**Problem:**
Only these lines are needed: the first line of the entries below through the line with "is built from.", each returned exactly.

● ● ●

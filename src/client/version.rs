//! Server version probing and comparison.

// self
use crate::{_prelude::*, client::KeycloakClient, error::DecodeError};

/// Keycloak release number (`major.minor.patch`).
#[derive(Clone, Copy, Debug, Default, PartialEq, Eq, PartialOrd, Ord, Hash)]
pub struct Version {
	/// Major release.
	pub major: u64,
	/// Minor release.
	pub minor: u64,
	/// Patch release.
	pub patch: u64,
}
impl Version {
	/// First release that ships the organizations admin API.
	pub const V26: Version = Version::new(26, 0, 0);

	/// Creates a version from its components.
	pub const fn new(major: u64, minor: u64, patch: u64) -> Self {
		Self { major, minor, patch }
	}

	/// Maps a Red Hat SSO 7.x release onto the Keycloak release it is built from.
	pub fn into_keycloak_version(self) -> Self {
		match (self.major, self.minor) {
			(7, 6) => Self::new(18, 0, 0),
			(7, 5) => Self::new(15, 0, 6),
			(7, 4) => Self::new(9, 0, 17),
			_ => self,
		}
	}
}
impl FromStr for Version {
	type Err = DecodeError;

	/// Parses the leading numeric components; suffixes such as `-SNAPSHOT` or `.GA` are
	/// ignored and missing components default to zero.
	fn from_str(raw: &str) -> Result<Self, Self::Err> {
		let invalid = || DecodeError::ComponentConfig { key: "version".into(), value: raw.into() };
		let mut parts = [0_u64; 3];
		let mut parsed = 0;

		for (idx, segment) in raw.trim().split(['.', '-']).take(3).enumerate() {
			let digits = segment.chars().take_while(char::is_ascii_digit).collect::<String>();

			if digits.is_empty() {
				break;
			}

			parts[idx] = digits.parse().map_err(|_| invalid())?;
			parsed += 1;

			if digits.len() != segment.len() {
				break;
			}
		}

		if parsed == 0 {
			return Err(invalid());
		}

		Ok(Self::new(parts[0], parts[1], parts[2]))
	}
}
impl Display for Version {
	fn fmt(&self, f: &mut Formatter) -> FmtResult {
		write!(f, "{}.{}.{}", self.major, self.minor, self.patch)
	}
}

#[derive(Deserialize)]
#[serde(rename_all = "camelCase")]
struct ServerInfo {
	system_info: SystemInfo,
}

#[derive(Deserialize)]
struct SystemInfo {
	version: String,
}

impl KeycloakClient {
	/// Returns the server version, fetching `/serverinfo` once and caching the result.
	pub async fn server_version(&self) -> Result<Version> {
		if let Some(version) = *self.server_version.read() {
			return Ok(version);
		}

		let info = self.get::<ServerInfo>("/serverinfo").await?;
		let mut version = info.system_info.version.parse::<Version>()?;

		if self.config.red_hat_sso {
			version = version.into_keycloak_version();
		}

		*self.server_version.write() = Some(version);

		Ok(version)
	}

	/// Returns `true` when the server runs `version` or newer.
	pub async fn version_is_greater_than_or_equal_to(&self, version: Version) -> Result<bool> {
		Ok(self.server_version().await? >= version)
	}

	/// Returns `true` when the server runs a release older than `version`.
	pub async fn version_is_less_than(&self, version: Version) -> Result<bool> {
		Ok(self.server_version().await? < version)
	}

	/// Fails with [`Error::Unsupported`] when the server is older than `required`.
	pub async fn require_version(&self, feature: &'static str, required: Version) -> Result<()> {
		let actual = self.server_version().await?;

		if actual < required {
			return Err(Error::Unsupported {
				feature,
				required: required.to_string(),
				actual: actual.to_string(),
			});
		}

		Ok(())
	}
}

#[cfg(test)]
mod tests {
	// crates.io
	use httpmock::prelude::*;
	// self
	use super::*;
	use crate::_preludet::{build_test_client_with, test_client_config_builder};

	#[test]
	fn parses_release_strings() {
		assert_eq!(
			"26.0.5".parse::<Version>().expect("Plain version should parse."),
			Version::new(26, 0, 5)
		);
		assert_eq!(
			"26.1.0-SNAPSHOT".parse::<Version>().expect("Snapshot version should parse."),
			Version::new(26, 1, 0)
		);
		assert_eq!(
			"7.6.0.GA".parse::<Version>().expect("RH-SSO version should parse."),
			Version::new(7, 6, 0)
		);
		assert_eq!(
			"25".parse::<Version>().expect("Major-only version should parse."),
			Version::new(25, 0, 0)
		);
		assert!("unknown".parse::<Version>().is_err());
	}

	#[test]
	fn orders_and_maps_versions() {
		assert!(Version::new(26, 0, 0) >= Version::V26);
		assert!(Version::new(25, 9, 9) < Version::V26);
		assert_eq!(Version::new(7, 6, 0).into_keycloak_version(), Version::new(18, 0, 0));
		assert_eq!(Version::new(24, 0, 1).into_keycloak_version(), Version::new(24, 0, 1));
		assert_eq!(Version::new(9, 0, 17).to_string(), "9.0.17");
	}

	#[tokio::test]
	async fn red_hat_sso_release_is_mapped_and_cached() {
		let server = MockServer::start_async().await;
		let login = server
			.mock_async(|when, then| {
				when.method(POST).path("/realms/master/protocol/openid-connect/token");
				then.status(200).header("content-type", "application/json").body(
					"{\"access_token\":\"access\",\"token_type\":\"bearer\",\"expires_in\":300}",
				);
			})
			.await;
		let server_info = server
			.mock_async(|when, then| {
				when.method(GET).path("/admin/serverinfo");
				then.status(200)
					.header("content-type", "application/json")
					.body("{\"systemInfo\":{\"version\":\"7.6.0.GA\"}}");
			})
			.await;
		let client = build_test_client_with(
			test_client_config_builder(&server.base_url()).red_hat_sso(true),
		);

		assert_eq!(
			client.server_version().await.expect("Server version should load."),
			Version::new(18, 0, 0)
		);
		assert!(
			!client
				.version_is_greater_than_or_equal_to(Version::V26)
				.await
				.expect("Cached version should compare.")
		);

		login.assert_calls_async(1).await;
		server_info.assert_calls_async(1).await;
	}
}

● ● ●

**Response:**
filename src/client/version.rs
//! Server version probing and comparison.

// self
use crate::{_prelude::*, client::KeycloakClient, error::DecodeError};

/// Keycloak release number (`major.minor.patch`).
#[derive(Clone, Copy, Debug, Default, PartialEq, Eq, PartialOrd, Ord, Hash)]
pub struct Version {
	/// Major release.
	pub major: u64,
	/// Minor release.
	pub minor: u64,
	/// Patch release.
	pub patch: u64,
}
impl Version {
	/// First release that ships the organizations admin API.
	pub const V26: Version = Version::new(26, 0, 0);

	/// Creates a version from its components.
	pub const fn new(major: u64, minor: u64, patch: u64) -> Self {
		Self { major, minor, patch }
	}

	/// Maps a Red Hat SSO 7.x release onto the Keycloak release it is built from.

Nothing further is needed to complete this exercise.